Few career opportunities were available to minority women in Appalachia in the first half of the 20th century. Nursing offered them a respected, relatively well paid profession and--as few physicians or hospitals would treat people of color--their work was important in challenging health care inequities in the region. Working in both modern surgical suites and tumble-down cabins, these women created unprecedented networks of care, managed nursing schools and built professional nursing organizations while navigating discrimination in the workplace. Focusing on the careers and contributions of dozens of African American and Eastern Band Cherokee registered nurses, this first comprehensive study of minority nurses in Appalachia documents the quality of health care for minorities in the region during the Jim Crow era. Racial segregation in health care and education and state and federal policies affecting health care for Native Americans are examined in depth.


AHA Guide to the Health Care Field

AHA Guide to the Health Care Field
Author: Health Forum
Publisher: AHA (American Hospital Association)
Total Pages: 1454
Release: 2006-09
Genre: Medical
ISBN: 9780872588233

Download AHA Guide to the Health Care Field Book in PDF, ePub and Kindle

AHA Guide is one of the best known and most comprehensive health care directories in the market. The annual publication covers hospitals, health care systems, networks, group purchasing organizations, ambulatory surgery centers, and much more. AHA Guide furnishes top-line profiles of hospitals including organizational control, primary service, beds, admissions, census, outpatient visits, births, total expenses, payroll expenses, and number of personnel. Also included is hospital-specific information service lines, approvals by accrediting organizations, Physician Models, and contact names for chief executive officer, chief operating officer, chief information officer, chief medical officer, chief financial officer, and chief human resource officer. Content comes from the AHA Annual Survey of hospitals, AHA database, accrediting organizations, other health care organizations


Durham's Lincoln Hospital

Durham's Lincoln Hospital
Author: Pamela Preston Reynolds
Publisher: Arcadia Publishing
Total Pages: 132
Release: 2001
Genre: History
ISBN: 9780738513669

Download Durham's Lincoln Hospital Book in PDF, ePub and Kindle

Lincoln Hospital opened in Durham in 1901 to serve the community's African Americans as a center for patient care and medical education. With the onset of the Civil Rights Movement, however, Lincoln's competition increased, and it closed in 1976. Still, the hospital is remembered today through the Lincoln Community Health Center and in the hearts and minds of those who contributed to its history.
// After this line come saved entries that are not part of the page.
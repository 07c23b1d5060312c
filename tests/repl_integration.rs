use fifa_agent::config::Variant;
use fifa_agent::error::{Error, Result};
use fifa_agent::repl::{self, Banner, ExitReason, Responder};
use std::time::Duration;
use tokio::io::BufReader;

/// Answers by echoing, fails on demand, and remembers what it was asked.
#[derive(Default)]
struct Scripted {
    asked: Vec<String>,
}

impl Responder for Scripted {
    async fn respond(&mut self, query: &str) -> Result<String> {
        self.asked.push(query.to_string());
        if query.contains("falla") {
            return Err(Error::api("gemini", "quota exceeded"));
        }
        Ok(format!("respuesta a '{query}'"))
    }
}

/// Never answers.
struct Stalled;

impl Responder for Stalled {
    async fn respond(&mut self, _query: &str) -> Result<String> {
        std::future::pending().await
    }
}

async fn drive(input: &str, variant: Variant) -> (Scripted, String, ExitReason) {
    drive_bytes(input.as_bytes(), variant).await
}

async fn drive_bytes(input: &[u8], variant: Variant) -> (Scripted, String, ExitReason) {
    let mut responder = Scripted::default();
    let mut out = Vec::new();
    let reason = repl::run(
        &mut responder,
        input,
        &mut out,
        &Banner::for_variant(variant),
    )
    .await
    .unwrap();
    (responder, String::from_utf8(out).unwrap(), reason)
}

#[tokio::test]
async fn exit_word_stops_the_loop() {
    let (responder, out, reason) =
        drive("¿Quién ganó en 2014?\nSALIR\nnunca leída\n", Variant::Classic).await;
    assert_eq!(reason, ExitReason::ExitCommand);
    assert_eq!(responder.asked, vec!["¿Quién ganó en 2014?"]);
    assert!(out.starts_with("🏆 FIFA World Cup Agent - ¡Pregúntame sobre la Copa del Mundo!"));
    assert!(out.contains("🤖 Gemini está procesando tu pregunta..."));
    assert!(out.contains("🏆 Agente: respuesta a '¿Quién ganó en 2014?'"));
    assert!(out.trim_end().ends_with("👋 ¡Hasta luego!"));
}

#[tokio::test]
async fn each_exit_word_works() {
    for word in ["salir", "exit", "quit", "  Quit  "] {
        let (responder, _, reason) = drive(&format!("{word}\n"), Variant::Classic).await;
        assert_eq!(reason, ExitReason::ExitCommand, "{word}");
        assert!(responder.asked.is_empty());
    }
}

#[tokio::test]
async fn blank_lines_are_skipped() {
    let (responder, _, _) = drive("\n   \nhola\nexit\n", Variant::Classic).await;
    assert_eq!(responder.asked, vec!["hola"]);
}

#[tokio::test]
async fn errors_are_printed_and_loop_continues() {
    let (responder, out, reason) = drive("esto falla\nsigue\nquit\n", Variant::Plus).await;
    assert_eq!(reason, ExitReason::ExitCommand);
    assert_eq!(responder.asked, vec!["esto falla", "sigue"]);
    assert!(out.contains("❌ Error: API error (gemini): quota exceeded"));
    assert!(out.contains("🏆 Experto FIFA: respuesta a 'sigue'"));
}

#[tokio::test]
async fn end_of_input_exits_cleanly() {
    let (responder, out, reason) = drive("hola", Variant::Classic).await;
    assert_eq!(reason, ExitReason::EndOfInput);
    assert_eq!(responder.asked, vec!["hola"]);
    assert!(out.trim_end().ends_with("👋 ¡Hasta luego!"));
}

#[tokio::test]
async fn undecodable_line_is_reported_and_loop_continues() {
    let (responder, out, reason) = drive_bytes(b"caf\xff\nhola\nquit\n", Variant::Classic).await;
    assert_eq!(reason, ExitReason::ExitCommand);
    assert_eq!(responder.asked, vec!["hola"]);
    assert!(out.contains("❌ Error: stream did not contain valid UTF-8"));
    assert!(out.contains("🏆 Agente: respuesta a 'hola'"));
}

#[tokio::test]
async fn interrupt_while_waiting_for_input() {
    // The writer half stays open, so reads never complete.
    let (_writer, reader) = tokio::io::duplex(64);
    let mut responder = Scripted::default();
    let mut out = Vec::new();
    let reason = repl::run_until(
        &mut responder,
        BufReader::new(reader),
        &mut out,
        &Banner::for_variant(Variant::Classic),
        std::future::ready(()),
    )
    .await
    .unwrap();

    assert_eq!(reason, ExitReason::Interrupted);
    assert!(responder.asked.is_empty());
    let out = String::from_utf8(out).unwrap();
    assert!(out.trim_end().ends_with("👋 ¡Hasta luego!"));
}

#[tokio::test]
async fn interrupt_while_waiting_for_the_model() {
    let mut out = Vec::new();
    let reason = repl::run_until(
        &mut Stalled,
        "hola\n".as_bytes(),
        &mut out,
        &Banner::for_variant(Variant::Plus),
        tokio::time::sleep(Duration::from_millis(50)),
    )
    .await
    .unwrap();

    assert_eq!(reason, ExitReason::Interrupted);
    let out = String::from_utf8(out).unwrap();
    assert!(out.contains("🤖 Gemini 2.5 Flash con herramientas procesando..."));
    assert!(!out.contains("Experto FIFA:"));
    assert!(out.trim_end().ends_with("👋 ¡Hasta luego!"));
}

/// A terminal whose output side is gone.
struct ClosedTerminal;

impl std::io::Write for ClosedTerminal {
    fn write(&mut self, _buf: &[u8]) -> std::io::Result<usize> {
        Err(std::io::Error::new(
            std::io::ErrorKind::BrokenPipe,
            "stdout closed",
        ))
    }

    fn flush(&mut self) -> std::io::Result<()> {
        Ok(())
    }
}

#[tokio::test]
async fn terminal_write_failure_ends_the_loop() {
    let mut responder = Scripted::default();
    let err = repl::run(
        &mut responder,
        "hola\n".as_bytes(),
        &mut ClosedTerminal,
        &Banner::for_variant(Variant::Classic),
    )
    .await
    .unwrap_err();

    assert!(matches!(err, Error::Io(ref e) if e.kind() == std::io::ErrorKind::BrokenPipe));
    assert!(responder.asked.is_empty());
}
Public Policy and the Black Hospital

Public Policy and the Black Hospital
Author: Woodrow Jones
Publisher: Bloomsbury Publishing USA
Total Pages: 174
Release: 1994-01-26
Genre: History
ISBN: 0313036225

Download Public Policy and the Black Hospital Book in PDF, ePub and Kindle

This study adds to the small but growing literature on Black health history--the rise of hospital care and hospital services provided to Blacks from the antebellum era to the integration era, a period of some 150 years. The work examines the political, policy, legal, and philanthropic forces that helped to define the rise, development, and decline of Black hospitals in the United States. Particular discussion is given to the federal Hill-Burton Act of 1946 and the extent to which the legislation impacted Black hospital development. The roles of the Freedman's Bureau, National Medical Association, National Hospital Association, and the U.S. Commission on Civil Rights in the development of Black hospitals is highlighted.